Because its layers are stacked in opposite directions, engineered planks don’t expand and contract as much on humid days as solid hardwood floors.

The price of an engineered wood floor is about the same as solid hardwood and varies widely depending on the species of the wood and the finish.

Laminate floors—especially the newer versions—look like wood, but they’re not, so many of the colors and styles are less expensive than solid wood. Laminates also come in patterns that look like stone or tile.

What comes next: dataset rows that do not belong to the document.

//! Serialization helpers for the `TaskDeck` wire protocol.
//!
//! All frames are postcard-encoded and carried as WebSocket binary frames,
//! so message boundaries come for free and no extra framing is needed.

use serde::Serialize;
use serde::de::DeserializeOwned;

/// Error type for codec encode/decode operations.
#[derive(Debug, thiserror::Error)]
pub enum CodecError {
    /// Serialization or deserialization failed.
    #[error("serialization error: {0}")]
    Serialization(String),
}

/// Encodes a protocol value into a byte vector using postcard.
///
/// # Errors
///
/// Returns [`CodecError::Serialization`] if the value cannot be serialized.
pub fn encode<T: Serialize>(value: &T) -> Result<Vec<u8>, CodecError> {
    postcard::to_allocvec(value).map_err(|e| CodecError::Serialization(e.to_string()))
}

/// Decodes a protocol value from a byte slice using postcard.
///
/// # Errors
///
/// Returns [`CodecError::Serialization`] if the bytes cannot be deserialized.
pub fn decode<T: DeserializeOwned>(bytes: &[u8]) -> Result<T, CodecError> {
    postcard::from_bytes(bytes).map_err(|e| CodecError::Serialization(e.to_string()))
}
//! Cross-client realtime tests: one client mutates through the hub, the
//! other's change feed refetches and its watchers observe the new state.

use std::sync::Arc;
use std::time::Duration;

use chrono::NaiveDate;
use taskdeck::backend::hub::HubBackend;
use taskdeck::store::SyncStore;
use taskdeck_proto::contact::NewContact;
use taskdeck_proto::task::{FullTask, TaskCategory, TaskDraft, TaskPriority, TaskStatus};
use tokio::sync::watch;

async fn two_stores_on_one_hub() -> (
    SyncStore<HubBackend>,
    SyncStore<HubBackend>,
    tokio::task::JoinHandle<()>,
) {
    let (addr, handle) = taskdeck_hub::hub::start_server("127.0.0.1:0")
        .await
        .expect("failed to start test hub");
    let url = format!("ws://{addr}/ws");
    let a = SyncStore::new(Arc::new(HubBackend::connect(&url).await.unwrap()));
    let b = SyncStore::new(Arc::new(HubBackend::connect(&url).await.unwrap()));
    (a, b, handle)
}

fn contact(name: &str) -> NewContact {
    NewContact {
        name: name.to_string(),
        email: "someone@example.com".to_string(),
        phone: "555 0100".to_string(),
        color: "#1fd7c1".to_string(),
    }
}

fn draft(title: &str) -> TaskDraft {
    TaskDraft {
        title: title.to_string(),
        description: None,
        due_date: NaiveDate::from_ymd_opt(2026, 11, 5).unwrap(),
        priority: TaskPriority::Urgent,
        category: TaskCategory::TechnicalTask,
        assigned_contact_ids: vec![],
        subtask_titles: vec![],
    }
}

async fn wait_changed<T>(rx: &mut watch::Receiver<T>) {
    tokio::time::timeout(Duration::from_secs(5), rx.changed())
        .await
        .expect("watcher timed out")
        .expect("watch channel closed");
}

#[tokio::test]
async fn contact_insert_reaches_the_other_client() {
    let (writer, reader, _hub) = two_stores_on_one_hub().await;
    let _feed = reader.watch_changes().await.unwrap();
    let mut contacts = reader.contacts();

    writer.create_contact(contact("Amy Pond")).await.unwrap();

    wait_changed(&mut contacts).await;
    assert_eq!(reader.contacts_snapshot().len(), 1);
    assert_eq!(reader.contacts_snapshot()[0].name, "Amy Pond");
}

#[tokio::test]
async fn any_change_refreshes_both_collections() {
    let (writer, reader, _hub) = two_stores_on_one_hub().await;

    // Seed a task the reader has never fetched.
    writer.create_task(draft("Hidden work")).await.unwrap();

    let _feed = reader.watch_changes().await.unwrap();
    let mut tasks = reader.tasks();

    // A contact-table change still refetches tasks.
    writer.create_contact(contact("Amy Pond")).await.unwrap();

    wait_changed(&mut tasks).await;
    assert_eq!(reader.tasks_snapshot().len(), 1);
    assert_eq!(reader.contacts_snapshot().len(), 1);
}

#[tokio::test]
async fn task_move_is_visible_to_watchers_elsewhere() {
    let (writer, reader, _hub) = two_stores_on_one_hub().await;

    writer.create_task(draft("Ship it")).await.unwrap();
    let id = writer.tasks_snapshot()[0].task.id;

    let _feed = reader.watch_changes().await.unwrap();
    let mut tasks = reader.tasks();

    writer.move_task(id, TaskStatus::InProgress).await.unwrap();

    // The first observed state after the change carries the move.
    loop {
        wait_changed(&mut tasks).await;
        let snapshot: Vec<FullTask> = tasks.borrow_and_update().clone();
        if snapshot
            .iter()
            .any(|t| t.task.status == TaskStatus::InProgress)
        {
            break;
        }
    }
    assert_eq!(reader.board().column(TaskStatus::InProgress).len(), 1);
}

#[tokio::test]
async fn disposed_feed_stops_following_changes() {
    let (writer, reader, _hub) = two_stores_on_one_hub().await;

    let feed = reader.watch_changes().await.unwrap();
    feed.dispose();
    tokio::time::sleep(Duration::from_millis(100)).await;

    writer.create_contact(contact("Amy Pond")).await.unwrap();
    tokio::time::sleep(Duration::from_millis(200)).await;

    assert!(reader.contacts_snapshot().is_empty());
}

#[tokio::test]
async fn second_subscription_replaces_the_first() {
    let (writer, reader, _hub) = two_stores_on_one_hub().await;

    let first = reader.watch_changes().await.unwrap();
    let _second = reader.watch_changes().await.unwrap();
    let mut contacts = reader.contacts();

    writer.create_contact(contact("Amy Pond")).await.unwrap();

    // The replacement feed still refetches.
    wait_changed(&mut contacts).await;
    assert_eq!(reader.contacts_snapshot().len(), 1);

    // The first feed lost its channel when the second subscribed; its
    // task ends on its own once the old receiver is drained.
    tokio::time::timeout(Duration::from_secs(5), async {
        while !first.is_finished() {
            tokio::time::sleep(Duration::from_millis(20)).await;
        }
    })
    .await
    .expect("first feed should end after being replaced");
}

#[tokio::test]
async fn mutating_client_also_sees_its_own_change_events() {
    let (writer, _reader, _hub) = two_stores_on_one_hub().await;

    let _feed = writer.watch_changes().await.unwrap();
    let mut contacts = writer.contacts();

    writer.create_contact(contact("Amy Pond")).await.unwrap();

    // The mutation itself already refetched; the broadcast refetch may or
    // may not land as a second notification, but the state is stable.
    wait_changed(&mut contacts).await;
    assert_eq!(writer.contacts_snapshot().len(), 1);
}
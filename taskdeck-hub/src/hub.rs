//! Hub server core: shared state, WebSocket handler, and change-event
//! broadcasting.
//!
//! Each connection can issue CRUD requests against the shared [`Tables`]
//! and may subscribe to the change feed. Every mutation broadcasts its
//! change events to all subscribed connections, including the one that
//! issued the request.

use std::collections::HashMap;
use std::sync::Arc;
use std::sync::atomic::{AtomicU64, Ordering};

use axum::extract::ws::{Message, WebSocket};
use chrono::Utc;
use futures_util::{SinkExt, StreamExt};
use taskdeck_proto::api::{self, ChangeEvent, ClientFrame, ServerFrame};
use tokio::sync::{RwLock, mpsc};

use crate::tables::Tables;

/// Connection identifier, local to one hub process.
type ConnId = u64;

/// Shared hub state holding the tables and the subscriber registry.
pub struct HubState {
    tables: RwLock<Tables>,
    /// Senders for connections that subscribed to the change feed.
    subscribers: RwLock<HashMap<ConnId, mpsc::UnboundedSender<Message>>>,
    next_conn_id: AtomicU64,
}

impl Default for HubState {
    fn default() -> Self {
        Self::new()
    }
}

impl HubState {
    /// Creates a new hub state with empty tables and no subscribers.
    #[must_use]
    pub fn new() -> Self {
        Self {
            tables: RwLock::new(Tables::new()),
            subscribers: RwLock::new(HashMap::new()),
            next_conn_id: AtomicU64::new(1),
        }
    }

    fn next_conn_id(&self) -> ConnId {
        self.next_conn_id.fetch_add(1, Ordering::Relaxed)
    }

    /// Adds a connection to the change-feed subscribers.
    ///
    /// Subscribing twice replaces the previous sender, so a connection
    /// never receives an event more than once.
    async fn subscribe(&self, conn_id: ConnId, sender: mpsc::UnboundedSender<Message>) {
        let mut subs = self.subscribers.write().await;
        subs.insert(conn_id, sender);
    }

    /// Removes a connection from the change-feed subscribers.
    async fn unsubscribe(&self, conn_id: ConnId) {
        let mut subs = self.subscribers.write().await;
        subs.remove(&conn_id);
    }

    /// Number of currently subscribed connections.
    pub async fn subscriber_count(&self) -> usize {
        self.subscribers.read().await.len()
    }

    /// Broadcasts change events to all subscribed connections.
    ///
    /// Dead senders (whose connection already went away) are pruned.
    async fn broadcast(&self, events: &[ChangeEvent]) {
        if events.is_empty() {
            return;
        }
        let mut subs = self.subscribers.write().await;
        for event in events {
            let frame = ServerFrame::Change(*event);
            let Ok(bytes) = api::encode_server(&frame) else {
                tracing::error!(table = %event.table, "failed to encode change event");
                continue;
            };
            subs.retain(|conn_id, sender| {
                let alive = sender.send(Message::Binary(bytes.clone().into())).is_ok();
                if !alive {
                    tracing::debug!(conn_id = %conn_id, "pruning dead subscriber");
                }
                alive
            });
        }
    }
}

/// Handles an upgraded WebSocket connection.
///
/// A writer task forwards frames from the connection's channel to the
/// socket; the reader loop runs inline and processes frames until the
/// client disconnects, at which point the subscription is dropped.
pub async fn handle_socket(socket: WebSocket, state: Arc<HubState>) {
    let conn_id = state.next_conn_id();
    let (mut ws_sender, mut ws_receiver) = socket.split();
    let (tx, mut rx) = mpsc::unbounded_channel::<Message>();

    tracing::info!(conn_id = %conn_id, "client connected");

    let mut write_task = tokio::spawn(async move {
        while let Some(msg) = rx.recv().await {
            if ws_sender.send(msg).await.is_err() {
                break;
            }
        }
    });

    loop {
        tokio::select! {
            msg = ws_receiver.next() => {
                match msg {
                    Some(Ok(Message::Binary(data))) => {
                        handle_frame(conn_id, &data, &tx, &state).await;
                    }
                    Some(Ok(Message::Close(_))) | Some(Err(_)) | None => {
                        break;
                    }
                    Some(Ok(_)) => {
                        // Ignore text, ping, pong frames.
                    }
                }
            }
            _ = &mut write_task => {
                break;
            }
        }
    }

    write_task.abort();
    state.unsubscribe(conn_id).await;
    tracing::info!(conn_id = %conn_id, "client disconnected");
}

/// Handles one binary frame from a connection.
async fn handle_frame(
    conn_id: ConnId,
    data: &[u8],
    tx: &mpsc::UnboundedSender<Message>,
    state: &Arc<HubState>,
) {
    let frame = match api::decode_client(data) {
        Ok(f) => f,
        Err(e) => {
            tracing::warn!(conn_id = %conn_id, error = %e, "failed to decode client frame");
            return;
        }
    };

    match frame {
        ClientFrame::Request { id, request } => {
            tracing::debug!(conn_id = %conn_id, request_id = %id, request = ?request, "handling request");
            let (response, events) = {
                let mut tables = state.tables.write().await;
                tables.apply(request, Utc::now())
            };
            let reply = ServerFrame::Response { id, response };
            match api::encode_server(&reply) {
                Ok(bytes) => {
                    let _ = tx.send(Message::Binary(bytes.into()));
                }
                Err(e) => {
                    tracing::error!(conn_id = %conn_id, error = %e, "failed to encode response");
                }
            }
            state.broadcast(&events).await;
        }
        ClientFrame::Subscribe => {
            tracing::info!(conn_id = %conn_id, "subscribed to change feed");
            state.subscribe(conn_id, tx.clone()).await;
        }
        ClientFrame::Unsubscribe => {
            tracing::info!(conn_id = %conn_id, "unsubscribed from change feed");
            state.unsubscribe(conn_id).await;
        }
    }
}

/// Starts the hub server on the given address and returns the bound
/// address and a join handle.
///
/// This is the primary entry point used by both `main.rs` and test code.
///
/// # Errors
///
/// Returns an error if the TCP listener cannot bind to the given address.
pub async fn start_server(
    addr: &str,
) -> Result<
    (std::net::SocketAddr, tokio::task::JoinHandle<()>),
    Box<dyn std::error::Error + Send + Sync>,
> {
    start_server_with_state(addr, Arc::new(HubState::new())).await
}

/// Starts the hub server with a pre-configured [`HubState`].
///
/// # Errors
///
/// Returns an error if the TCP listener cannot bind to the given address.
pub async fn start_server_with_state(
    addr: &str,
    state: Arc<HubState>,
) -> Result<
    (std::net::SocketAddr, tokio::task::JoinHandle<()>),
    Box<dyn std::error::Error + Send + Sync>,
> {
    let app = axum::Router::new()
        .route("/ws", axum::routing::get(ws_handler))
        .with_state(state);

    let listener = tokio::net::TcpListener::bind(addr).await?;
    let bound_addr = listener.local_addr()?;

    let handle = tokio::spawn(async move {
        if let Err(e) = axum::serve(listener, app).await {
            tracing::error!(error = %e, "hub server error");
        }
    });

    Ok((bound_addr, handle))
}

/// axum handler that upgrades an HTTP request to a WebSocket connection.
async fn ws_handler(
    ws: axum::extract::ws::WebSocketUpgrade,
    axum::extract::State(state): axum::extract::State<Arc<HubState>>,
) -> impl axum::response::IntoResponse {
    ws.on_upgrade(move |socket| handle_socket(socket, state))
}
//! Sync coordinator for wiring the TUI to the async data layer.
//!
//! This module bridges the synchronous TUI event loop (crossterm
//! poll-based) with the async [`SyncStore`] / [`HubBackend`] stack. It
//! spawns background tokio tasks and communicates with the main thread
//! via [`StoreCommand`] / [`StoreEvent`] channels.
//!
//! # Architecture
//!
//! ```text
//! TUI (main thread)  ←── StoreEvent ───  tokio background tasks
//!                     ─── StoreCommand →
//! ```
//!
//! The main thread sends [`StoreCommand`]s (e.g., create a contact) and
//! drains [`StoreEvent`]s (e.g., a collection changed) on each tick of
//! the poll-based event loop.

use std::sync::Arc;
use std::time::Duration;

use tokio::sync::mpsc;

use taskdeck_proto::contact::{Contact, ContactId, ContactPatch, NewContact};
use taskdeck_proto::task::{FullTask, SubtaskId, TaskDraft, TaskId, TaskStatus};

use crate::backend::Backend;
use crate::backend::hub::HubBackend;
use crate::store::{ChangeFeed, SyncStore};

/// Commands sent from the TUI main loop to the sync background tasks.
#[derive(Debug)]
pub enum StoreCommand {
    /// Create a contact.
    CreateContact(NewContact),
    /// Apply a partial update to a contact.
    UpdateContact {
        /// The contact to update.
        id: ContactId,
        /// The fields to change.
        patch: ContactPatch,
    },
    /// Delete a contact and its task assignments.
    DeleteContact(ContactId),
    /// Create a task with its subtasks and assignments.
    CreateTask(TaskDraft),
    /// Move a task to another workflow stage.
    MoveTask {
        /// The task to move.
        id: TaskId,
        /// The target stage.
        status: TaskStatus,
    },
    /// Delete a task and everything attached to it.
    DeleteTask(TaskId),
    /// Set a subtask's completion flag.
    ToggleSubtask {
        /// The subtask to flip.
        id: SubtaskId,
        /// The new completion state.
        is_done: bool,
    },
    /// Refetch both collections.
    Refresh,
    /// Gracefully shut down the sync tasks.
    Shutdown,
}

/// Events sent from the sync background tasks to the TUI main loop.
#[derive(Debug)]
pub enum StoreEvent {
    /// The contact collection changed; here is the new snapshot.
    ContactsUpdated(Vec<Contact>),
    /// The task collection changed; here is the new snapshot.
    TasksUpdated(Vec<FullTask>),
    /// Connection status update.
    ConnectionStatus {
        /// Whether currently connected to the hub.
        connected: bool,
    },
    /// An error occurred in the sync layer.
    Error(String),
}

/// Configuration for the sync layer.
#[derive(Debug, Clone)]
pub struct SyncConfig {
    /// WebSocket URL of the hub (e.g., `ws://127.0.0.1:7420/ws`).
    pub hub_url: String,
    /// Channel capacity for the command/event mpsc channels.
    pub channel_capacity: usize,
    /// How long to wait for the initial connection.
    pub connect_timeout: Duration,
}

/// Default channel capacity for commands and events.
const DEFAULT_CHANNEL_CAPACITY: usize = 256;

/// Default timeout for the initial hub connection.
const DEFAULT_CONNECT_TIMEOUT: Duration = Duration::from_secs(10);

impl SyncConfig {
    /// Creates a `SyncConfig` with default capacity and timeout.
    #[must_use]
    pub const fn new(hub_url: String) -> Self {
        Self {
            hub_url,
            channel_capacity: DEFAULT_CHANNEL_CAPACITY,
            connect_timeout: DEFAULT_CONNECT_TIMEOUT,
        }
    }
}

/// Spawn the sync background tasks and return channel handles.
///
/// This connects to the hub, builds a [`SyncStore`], subscribes to the
/// change feed, and spawns:
///
/// 1. Two **snapshot forwarders** that watch the store's collections and
///    send [`StoreEvent::ContactsUpdated`] / [`StoreEvent::TasksUpdated`]
///    whenever one changes.
/// 2. A **command handler** that performs the initial load, then applies
///    [`StoreCommand`]s against the store. It owns the change feed, so
///    shutting it down also ends the subscription.
///
/// # Errors
///
/// Returns an error string if connecting or subscribing fails. The
/// caller should surface it and exit.
pub async fn spawn_sync(
    config: SyncConfig,
) -> Result<(mpsc::Sender<StoreCommand>, mpsc::Receiver<StoreEvent>), String> {
    let backend = HubBackend::connect_with_timeout(&config.hub_url, config.connect_timeout)
        .await
        .map_err(|e| format!("hub connection failed: {e}"))?;
    let store = SyncStore::new(Arc::new(backend));

    let feed = store
        .watch_changes()
        .await
        .map_err(|e| format!("change subscription failed: {e}"))?;

    let (cmd_tx, cmd_rx) = mpsc::channel::<StoreCommand>(config.channel_capacity);
    let (evt_tx, evt_rx) = mpsc::channel::<StoreEvent>(config.channel_capacity);

    let _ = evt_tx.send(StoreEvent::ConnectionStatus { connected: true }).await;

    // Forwarders subscribe before the initial load so the first refetch
    // already flows through them.
    let contacts_rx = store.contacts();
    let contacts_evt_tx = evt_tx.clone();
    tokio::spawn(async move {
        forward_contacts(contacts_rx, contacts_evt_tx).await;
    });

    let tasks_rx = store.tasks();
    let tasks_evt_tx = evt_tx.clone();
    tokio::spawn(async move {
        forward_tasks(tasks_rx, tasks_evt_tx).await;
    });

    tokio::spawn(async move {
        command_handler(store, cmd_rx, evt_tx, feed).await;
    });

    Ok((cmd_tx, evt_rx))
}

/// Background task: forward contact snapshots to the TUI.
async fn forward_contacts(
    mut rx: tokio::sync::watch::Receiver<Vec<Contact>>,
    evt_tx: mpsc::Sender<StoreEvent>,
) {
    while rx.changed().await.is_ok() {
        let snapshot = rx.borrow_and_update().clone();
        if evt_tx
            .send(StoreEvent::ContactsUpdated(snapshot))
            .await
            .is_err()
        {
            // TUI dropped; exit.
            break;
        }
    }
}

/// Background task: forward task snapshots to the TUI.
async fn forward_tasks(
    mut rx: tokio::sync::watch::Receiver<Vec<FullTask>>,
    evt_tx: mpsc::Sender<StoreEvent>,
) {
    while rx.changed().await.is_ok() {
        let snapshot = rx.borrow_and_update().clone();
        if evt_tx
            .send(StoreEvent::TasksUpdated(snapshot))
            .await
            .is_err()
        {
            break;
        }
    }
}

/// Background task: perform the initial load, then apply commands.
///
/// Holds the [`ChangeFeed`] so the hub-side subscription lives exactly
/// as long as the command loop.
async fn command_handler(
    store: SyncStore<HubBackend>,
    mut cmd_rx: mpsc::Receiver<StoreCommand>,
    evt_tx: mpsc::Sender<StoreEvent>,
    _feed: ChangeFeed,
) {
    if let Err(e) = store.refresh_all().await {
        let _ = evt_tx
            .send(StoreEvent::Error(format!("initial load failed: {e}")))
            .await;
    }

    while let Some(cmd) = cmd_rx.recv().await {
        let result = match cmd {
            StoreCommand::CreateContact(contact) => store.create_contact(contact).await,
            StoreCommand::UpdateContact { id, patch } => store.update_contact(id, patch).await,
            StoreCommand::DeleteContact(id) => store.delete_contact(id).await,
            StoreCommand::CreateTask(draft) => store.create_task(draft).await,
            StoreCommand::MoveTask { id, status } => store.move_task(id, status).await,
            StoreCommand::DeleteTask(id) => store.delete_task(id).await,
            StoreCommand::ToggleSubtask { id, is_done } => {
                store.toggle_subtask(id, is_done).await
            }
            StoreCommand::Refresh => store.refresh_all().await,
            StoreCommand::Shutdown => {
                tracing::info!("sync command handler shutting down");
                break;
            }
        };

        if let Err(e) = result {
            tracing::warn!(err = %e, "store command failed");
            let _ = evt_tx.send(StoreEvent::Error(e.to_string())).await;
            if !store.backend().is_connected() {
                let _ = evt_tx
                    .send(StoreEvent::ConnectionStatus { connected: false })
                    .await;
            }
        }
    }
}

Laminated floor planks are made from ground-up wood chips that are mixed with resins to make them moisture resistant. That mixture is pressed into a board, which is overlayed with paper that bears the likeness of the wood, slate or tile that the product intends to mimic. The paper is saturated with melamine for structural stability, and then overlaid with a wear layer that resists scratches, dents and everyday wear and tear.

Manufacturers of laminate floors promote them as stain-, fade- and burn-resistant. Installation is pretty easy because a laminate floor is not nailed to the subfloor; it’s glued or it “floats.”

All three floors are fairly easy to maintain with a dust mop and an occasional spray of whichever water-based wood floor cleaner the manufacturer recommends. Just keep water from pooling on any of them. Wood and water don’t mix well.

Solid hardwood finished with a durable top coat can last for 100 years. You might want to sand and refinish it every decade or so to give it a fresh face.
Engineered wood comes prefinished and wears so well it rarely needs refinishing. Be aware that the thinner its top layer is, the fewer times you’ll be able to sand and refinish it.
Laminate floors never need refinishing. They typically come with warranties of 20-plus years.

Wood-look tile is a newcomer to the wood-floor stage, gaining popularity particularly in bathrooms and kitchens, where water spills might ruin a beautiful wood floor. Imaging technology and manufacturing techniques create the appearance and texture of genuine wood, but with the durability and ease of maintenance of porcelain tile.
So which one is right for you? 

Whichever product you wind up with, make sure you’re the one choosing it. Even manufacturers sometimes refer to engineered wood floors as “wood floors”—so it’s possible to buy an engineered floor instead of a solid hardwood floor without knowing it.